What you need to do: Among the entries below, find each line with "return" and show it.

+-------+

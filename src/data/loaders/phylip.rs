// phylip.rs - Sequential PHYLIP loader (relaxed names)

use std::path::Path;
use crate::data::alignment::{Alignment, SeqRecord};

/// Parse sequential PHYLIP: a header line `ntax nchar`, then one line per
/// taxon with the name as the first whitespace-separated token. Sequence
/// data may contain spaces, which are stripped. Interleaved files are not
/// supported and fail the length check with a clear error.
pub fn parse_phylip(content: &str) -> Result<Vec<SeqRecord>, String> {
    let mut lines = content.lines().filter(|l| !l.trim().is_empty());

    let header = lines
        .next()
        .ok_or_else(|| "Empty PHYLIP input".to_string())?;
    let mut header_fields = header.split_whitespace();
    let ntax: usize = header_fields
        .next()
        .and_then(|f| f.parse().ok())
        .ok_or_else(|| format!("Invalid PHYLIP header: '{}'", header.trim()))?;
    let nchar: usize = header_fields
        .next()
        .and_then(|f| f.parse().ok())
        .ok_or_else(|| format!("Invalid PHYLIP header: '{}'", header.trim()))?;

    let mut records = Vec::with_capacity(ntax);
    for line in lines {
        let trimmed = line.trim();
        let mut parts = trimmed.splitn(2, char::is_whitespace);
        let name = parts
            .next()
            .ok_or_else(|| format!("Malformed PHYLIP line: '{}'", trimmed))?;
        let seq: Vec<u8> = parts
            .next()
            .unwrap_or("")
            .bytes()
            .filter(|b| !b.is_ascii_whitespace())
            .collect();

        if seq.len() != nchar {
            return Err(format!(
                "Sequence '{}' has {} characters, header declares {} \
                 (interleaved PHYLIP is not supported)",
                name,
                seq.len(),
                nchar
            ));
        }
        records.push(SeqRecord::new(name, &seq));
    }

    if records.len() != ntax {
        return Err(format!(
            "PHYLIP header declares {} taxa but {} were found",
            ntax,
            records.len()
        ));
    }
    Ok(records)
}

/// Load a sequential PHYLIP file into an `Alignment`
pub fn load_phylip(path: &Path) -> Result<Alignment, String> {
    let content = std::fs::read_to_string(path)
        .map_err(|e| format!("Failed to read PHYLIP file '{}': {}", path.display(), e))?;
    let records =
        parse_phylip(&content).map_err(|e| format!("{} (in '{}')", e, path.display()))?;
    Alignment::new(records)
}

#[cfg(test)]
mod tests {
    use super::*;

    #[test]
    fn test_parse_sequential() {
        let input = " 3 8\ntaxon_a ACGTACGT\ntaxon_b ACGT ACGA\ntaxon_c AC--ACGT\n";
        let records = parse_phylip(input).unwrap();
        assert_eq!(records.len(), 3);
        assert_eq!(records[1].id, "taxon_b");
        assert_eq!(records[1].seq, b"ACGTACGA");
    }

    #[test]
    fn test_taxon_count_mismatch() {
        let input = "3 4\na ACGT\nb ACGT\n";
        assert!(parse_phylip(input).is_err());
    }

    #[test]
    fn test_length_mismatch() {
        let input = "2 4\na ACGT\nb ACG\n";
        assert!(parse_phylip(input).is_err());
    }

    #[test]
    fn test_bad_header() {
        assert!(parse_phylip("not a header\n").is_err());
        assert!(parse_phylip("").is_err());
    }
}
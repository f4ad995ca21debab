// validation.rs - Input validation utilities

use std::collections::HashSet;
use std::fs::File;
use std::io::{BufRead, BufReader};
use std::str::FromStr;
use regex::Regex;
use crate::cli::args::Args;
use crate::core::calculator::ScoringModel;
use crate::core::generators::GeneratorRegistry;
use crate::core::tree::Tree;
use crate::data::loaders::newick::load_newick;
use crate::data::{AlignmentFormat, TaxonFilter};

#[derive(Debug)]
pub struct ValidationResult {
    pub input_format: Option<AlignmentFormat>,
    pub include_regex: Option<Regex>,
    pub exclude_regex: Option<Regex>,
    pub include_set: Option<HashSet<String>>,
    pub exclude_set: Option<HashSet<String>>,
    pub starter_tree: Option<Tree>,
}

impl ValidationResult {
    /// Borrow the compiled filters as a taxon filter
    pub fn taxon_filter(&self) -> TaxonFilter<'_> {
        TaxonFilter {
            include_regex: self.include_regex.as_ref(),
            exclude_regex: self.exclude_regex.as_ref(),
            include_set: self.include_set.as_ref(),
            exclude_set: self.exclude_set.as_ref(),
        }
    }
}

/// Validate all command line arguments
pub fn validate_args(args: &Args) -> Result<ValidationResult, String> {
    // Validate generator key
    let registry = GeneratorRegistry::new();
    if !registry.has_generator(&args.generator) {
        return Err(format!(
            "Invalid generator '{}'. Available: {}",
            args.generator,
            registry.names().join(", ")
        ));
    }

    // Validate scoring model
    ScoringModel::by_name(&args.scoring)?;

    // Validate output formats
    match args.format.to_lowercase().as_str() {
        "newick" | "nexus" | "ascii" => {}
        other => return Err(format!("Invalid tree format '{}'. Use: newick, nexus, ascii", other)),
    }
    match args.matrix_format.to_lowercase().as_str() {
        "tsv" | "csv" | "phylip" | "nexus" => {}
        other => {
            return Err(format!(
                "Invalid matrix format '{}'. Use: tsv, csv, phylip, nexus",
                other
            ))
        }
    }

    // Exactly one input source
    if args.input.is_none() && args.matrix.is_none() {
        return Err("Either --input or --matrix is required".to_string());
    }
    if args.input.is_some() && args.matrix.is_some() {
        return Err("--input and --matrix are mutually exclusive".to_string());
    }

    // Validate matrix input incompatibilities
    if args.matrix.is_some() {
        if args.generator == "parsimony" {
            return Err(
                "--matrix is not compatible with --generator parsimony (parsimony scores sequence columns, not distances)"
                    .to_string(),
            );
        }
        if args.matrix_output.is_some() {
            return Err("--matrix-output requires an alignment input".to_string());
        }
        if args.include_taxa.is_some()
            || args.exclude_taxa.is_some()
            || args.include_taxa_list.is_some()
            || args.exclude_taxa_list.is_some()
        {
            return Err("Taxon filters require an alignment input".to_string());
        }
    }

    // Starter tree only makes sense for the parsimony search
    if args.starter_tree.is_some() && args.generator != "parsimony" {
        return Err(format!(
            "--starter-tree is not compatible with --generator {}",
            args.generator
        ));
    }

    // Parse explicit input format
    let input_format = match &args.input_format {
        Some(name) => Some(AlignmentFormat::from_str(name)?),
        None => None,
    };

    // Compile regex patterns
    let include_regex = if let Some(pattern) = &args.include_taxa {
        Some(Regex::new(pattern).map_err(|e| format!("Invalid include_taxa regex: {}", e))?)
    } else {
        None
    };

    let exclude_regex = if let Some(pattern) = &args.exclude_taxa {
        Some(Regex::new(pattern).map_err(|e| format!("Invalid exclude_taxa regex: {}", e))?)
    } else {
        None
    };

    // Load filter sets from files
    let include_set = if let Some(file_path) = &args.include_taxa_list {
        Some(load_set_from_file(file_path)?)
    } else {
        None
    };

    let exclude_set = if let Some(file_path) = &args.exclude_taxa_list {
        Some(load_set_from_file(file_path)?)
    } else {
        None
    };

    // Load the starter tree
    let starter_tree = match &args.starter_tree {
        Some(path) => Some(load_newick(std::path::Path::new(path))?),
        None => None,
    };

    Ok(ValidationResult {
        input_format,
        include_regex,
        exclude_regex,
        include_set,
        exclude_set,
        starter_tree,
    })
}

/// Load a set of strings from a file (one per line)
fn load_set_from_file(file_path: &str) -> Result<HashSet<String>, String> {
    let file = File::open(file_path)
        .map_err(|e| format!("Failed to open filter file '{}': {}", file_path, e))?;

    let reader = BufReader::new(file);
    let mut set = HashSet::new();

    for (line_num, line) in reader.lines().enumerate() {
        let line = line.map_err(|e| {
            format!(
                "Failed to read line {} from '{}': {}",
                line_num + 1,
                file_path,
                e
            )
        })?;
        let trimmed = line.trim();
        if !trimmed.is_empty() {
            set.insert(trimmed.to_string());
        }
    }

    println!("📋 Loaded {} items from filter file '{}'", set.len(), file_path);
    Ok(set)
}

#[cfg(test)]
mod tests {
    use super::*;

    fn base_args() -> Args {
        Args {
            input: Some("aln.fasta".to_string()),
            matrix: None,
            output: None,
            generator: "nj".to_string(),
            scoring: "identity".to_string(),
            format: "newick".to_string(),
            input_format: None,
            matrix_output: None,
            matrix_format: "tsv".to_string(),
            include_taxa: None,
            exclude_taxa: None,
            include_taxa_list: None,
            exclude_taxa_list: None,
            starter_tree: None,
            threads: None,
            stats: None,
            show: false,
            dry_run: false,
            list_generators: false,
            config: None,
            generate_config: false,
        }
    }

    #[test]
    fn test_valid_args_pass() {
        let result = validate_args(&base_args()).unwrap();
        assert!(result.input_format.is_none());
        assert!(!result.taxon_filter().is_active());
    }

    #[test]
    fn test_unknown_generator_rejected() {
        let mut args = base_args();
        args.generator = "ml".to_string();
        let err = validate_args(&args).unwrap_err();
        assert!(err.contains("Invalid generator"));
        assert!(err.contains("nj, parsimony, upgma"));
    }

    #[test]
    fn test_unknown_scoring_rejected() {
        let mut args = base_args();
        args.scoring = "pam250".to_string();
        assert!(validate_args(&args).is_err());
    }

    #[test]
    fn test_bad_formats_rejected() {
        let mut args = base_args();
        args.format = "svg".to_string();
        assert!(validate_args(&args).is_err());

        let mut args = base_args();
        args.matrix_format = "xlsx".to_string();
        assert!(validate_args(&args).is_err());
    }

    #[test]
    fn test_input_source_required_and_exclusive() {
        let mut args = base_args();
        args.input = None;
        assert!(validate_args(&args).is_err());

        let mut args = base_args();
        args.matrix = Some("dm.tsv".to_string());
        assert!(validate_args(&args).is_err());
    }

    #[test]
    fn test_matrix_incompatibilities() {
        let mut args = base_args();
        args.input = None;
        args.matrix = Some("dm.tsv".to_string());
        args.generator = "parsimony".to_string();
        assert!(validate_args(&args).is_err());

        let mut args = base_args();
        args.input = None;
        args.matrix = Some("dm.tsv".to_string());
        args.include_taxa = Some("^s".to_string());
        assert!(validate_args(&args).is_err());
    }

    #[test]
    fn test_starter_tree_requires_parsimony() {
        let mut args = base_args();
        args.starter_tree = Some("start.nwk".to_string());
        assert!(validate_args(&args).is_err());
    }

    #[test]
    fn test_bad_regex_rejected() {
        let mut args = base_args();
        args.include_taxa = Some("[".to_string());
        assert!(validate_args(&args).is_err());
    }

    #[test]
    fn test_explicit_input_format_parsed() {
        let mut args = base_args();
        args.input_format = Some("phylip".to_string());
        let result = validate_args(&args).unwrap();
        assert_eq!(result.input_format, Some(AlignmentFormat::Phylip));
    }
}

+-------+

Response to the exercise:
            return Err(format!(
        return Err(format!(
        return Err(format!(
        other => return Err(format!("Invalid tree format '{}'. Use: newick, nexus, ascii", other)),
            return Err(format!(
        return Err("Either --input or --matrix is required".to_string());
        return Err("--input and --matrix are mutually exclusive".to_string());
            return Err(
            return Err("--matrix-output requires an alignment input".to_string());
            return Err("Taxon filters require an alignment input".to_string());
        return Err(format!(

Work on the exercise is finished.